POJ 3264 (RMQ_ST)

Balanced Lineup

Time Limit: 5000MS		Memory Limit: 65536K
Total Submissions: 21590		Accepted: 10037
Case Time Limit: 2000MS

Description

For the daily milking, Farmer John's N cows (1 ≤ N ≤ 50,000) always line up in the same order. One day Farmer John decides to organize a game of Ultimate Frisbee with some of the cows. To keep things simple, he will take a contiguous range of cows from the milking lineup to play the game. However, for all the cows to have fun they should not differ too much in height.
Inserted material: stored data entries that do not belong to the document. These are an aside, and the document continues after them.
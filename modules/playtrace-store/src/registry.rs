//! Tracks which namespaces already have their analytics table and document
//! collection, and provisions missing ones at most once per process
//! lifetime.

use std::collections::HashMap;
use std::sync::Arc;

use tokio::sync::{Mutex, OnceCell};
use tracing::{info, warn};

use crate::error::ProvisionError;
use crate::schema;
use crate::store::{AnalyticsStore, DocumentStore};

/// Shared set of known-ready namespaces.
///
/// The map mutex is held only across the membership check-and-mark; the
/// provisioning I/O itself runs inside the namespace's own cell, so racing
/// first-writers of one namespace serialize on that cell while unrelated
/// namespaces provision in parallel.
#[derive(Default)]
pub struct NamespaceRegistry {
    known: Mutex<HashMap<String, Arc<OnceCell<()>>>>,
}

impl NamespaceRegistry {
    pub fn new() -> Self {
        Self::default()
    }

    /// Make sure the namespace's backing entities exist.
    ///
    /// The first caller for a namespace creates the analytics table and the
    /// document collection's indexes; concurrent callers wait for that
    /// attempt. Once a namespace is ready every further call returns without
    /// contacting either store. A failed table creation leaves the namespace
    /// unknown, so the next request retries; a failed index creation is
    /// reported but does not block writes to the table.
    pub async fn ensure_ready(
        &self,
        namespace: &str,
        analytics: &dyn AnalyticsStore,
        documents: &dyn DocumentStore,
    ) -> Result<(), ProvisionError> {
        if !schema::is_valid_namespace(namespace) {
            return Err(ProvisionError::InvalidNamespace(namespace.to_string()));
        }

        let cell = {
            let mut known = self.known.lock().await;
            known.entry(namespace.to_string()).or_default().clone()
        };

        cell.get_or_try_init(|| provision(namespace, analytics, documents))
            .await?;
        Ok(())
    }
}

async fn provision(
    namespace: &str,
    analytics: &dyn AnalyticsStore,
    documents: &dyn DocumentStore,
) -> Result<(), ProvisionError> {
    analytics
        .exec(&schema::create_table_ddl(namespace))
        .await
        .map_err(|source| ProvisionError::Ddl {
            namespace: namespace.to_string(),
            source,
        })?;

    // Creating the indexes also creates the collection. Index failures are
    // non-fatal: the table exists, so writes can proceed.
    for field in schema::instant_fields() {
        if let Err(error) = documents.create_index(namespace, field, true).await {
            warn!(namespace, field, %error, "document index creation failed");
        }
    }

    info!(namespace, "namespace provisioned");
    Ok(())
}
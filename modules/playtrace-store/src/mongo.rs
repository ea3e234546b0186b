//! Production MongoDB client for the document mirror.

use std::time::Duration;

use async_trait::async_trait;
use mongodb::bson::{doc, Bson, Document};
use mongodb::{Client, Database, IndexModel};

use crate::error::StoreError;
use crate::store::DocumentStore;

/// Thin wrapper around a `mongodb::Database` providing connection setup.
#[derive(Clone)]
pub struct MongoStore {
    db: Database,
    timeout: Duration,
}

impl MongoStore {
    /// Connect and verify the deployment is reachable.
    pub async fn connect(uri: &str, database: &str, timeout: Duration) -> Result<Self, StoreError> {
        let client = Client::with_uri_str(uri).await.map_err(StoreError::from)?;
        let db = client.database(database);
        let store = Self { db, timeout };
        store.ping().await?;
        Ok(store)
    }

    /// Round-trip liveness probe.
    pub async fn ping(&self) -> Result<(), StoreError> {
        self.bounded(async { self.db.run_command(doc! { "ping": 1 }).await.map(|_| ()) })
            .await
    }

    async fn bounded<T>(
        &self,
        call: impl std::future::Future<Output = Result<T, mongodb::error::Error>>,
    ) -> Result<T, StoreError> {
        match tokio::time::timeout(self.timeout, call).await {
            Ok(result) => result.map_err(StoreError::from),
            Err(_) => Err(StoreError(format!(
                "mongodb call timed out after {:?}",
                self.timeout
            ))),
        }
    }
}

#[async_trait]
impl DocumentStore for MongoStore {
    async fn insert_document(
        &self,
        collection: &str,
        document: Document,
    ) -> Result<(), StoreError> {
        let col = self.db.collection::<Document>(collection);
        self.bounded(async move { col.insert_one(document).await.map(|_| ()) })
            .await
    }

    async fn create_index(
        &self,
        collection: &str,
        field: &str,
        descending: bool,
    ) -> Result<(), StoreError> {
        let mut keys = Document::new();
        keys.insert(field, Bson::Int32(if descending { -1 } else { 1 }));
        let model = IndexModel::builder().keys(keys).build();
        let col = self.db.collection::<Document>(collection);
        self.bounded(async move { col.create_index(model).await.map(|_| ()) })
            .await
    }
}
Farmer John has made a list of Q (1 ≤ Q ≤ 200,000) potential groups of cows and their heights (1 ≤ height ≤ 1,000,000). For each group, he wants your help to determine the difference in height between the shortest and the tallest cow in the group.

Input

Line 1: Two space-separated integers, N and Q.
Lines 2..N+1: Line i+1 contains a single integer that is the height of cow i
Lines N+2..N+Q+1: Two integers A and B (1 ≤ A ≤ B ≤ N), representing the range of cows from A to B inclusive.

Output

Lines 1..Q: Each line contains a single integer that is a response to a reply and indicates the difference in height between the tallest and shortest cow in the range.

好吧，露餡了，這是道模板題

//POJ 3264

#include<stdio.h>
#include<iostream>
#include<math.h>
#include<string.h>

using namespace std;

#define clear(a,b) memset(a,b,sizeof(a))
#define MAXN 50100
#define mmax(a,b) ((a)>(b)?(a):(b))
#define mmin(a,b) ((a)>(b)?(b):(a))

int num[MAXN];
int f1[MAXN][100], //max
    f2[MAXN][100]; //min

//spatse table

void st(int n)
{
    int i,j,k,m;
    k = (int)(log((double)n)/log(2.0));
    for(i = 1;i <= n;i++) {
      f1[i][0] = num[i];
      f2[i][0] = num[i];
      }
    for(j = 1;j <= k;j++) {
      for(i = 1;i+(1<<j)-1 <= n;i++) {
        m = i + (1<<(j-1));
        f1[i][j] = mmax(f1[i][j-1],f1[m][j-1]);
        f2[i][j] = mmin(f2[i][j-1],f2[m][j-1]);
        }
      }
}

int rmq_min(int i,int j)
{
   int k = (int)(log((double)(j-i+1))/log(2.0));
   return mmin(f2[i][k],f2[j-(1<<k)+1][k]);
}

int rmq_max(int i,int j)
{
   int k = (int)(log((double)(j-i+1))/log(2.0));
   return mmax(f1[i][k],f1[j-(1<<k)+1][k]);
}

int work()
{
    int n,q,i,a,b;
    clear(num,0);
    clear(f1,0);
    clear(f2,0);
    scanf("%d%d",&n,&q);
    for(i = 1;i <= n;i++) scanf("%d",&num[i]);
    st(n);
    for(i = 1;i <= q;i++) {
      scanf("%d%d",&a,&b);
      printf("%d\n",rmq_max(a,b) - rmq_min(a,b));
      }
}

int main()
{
    work();
    return 0;
}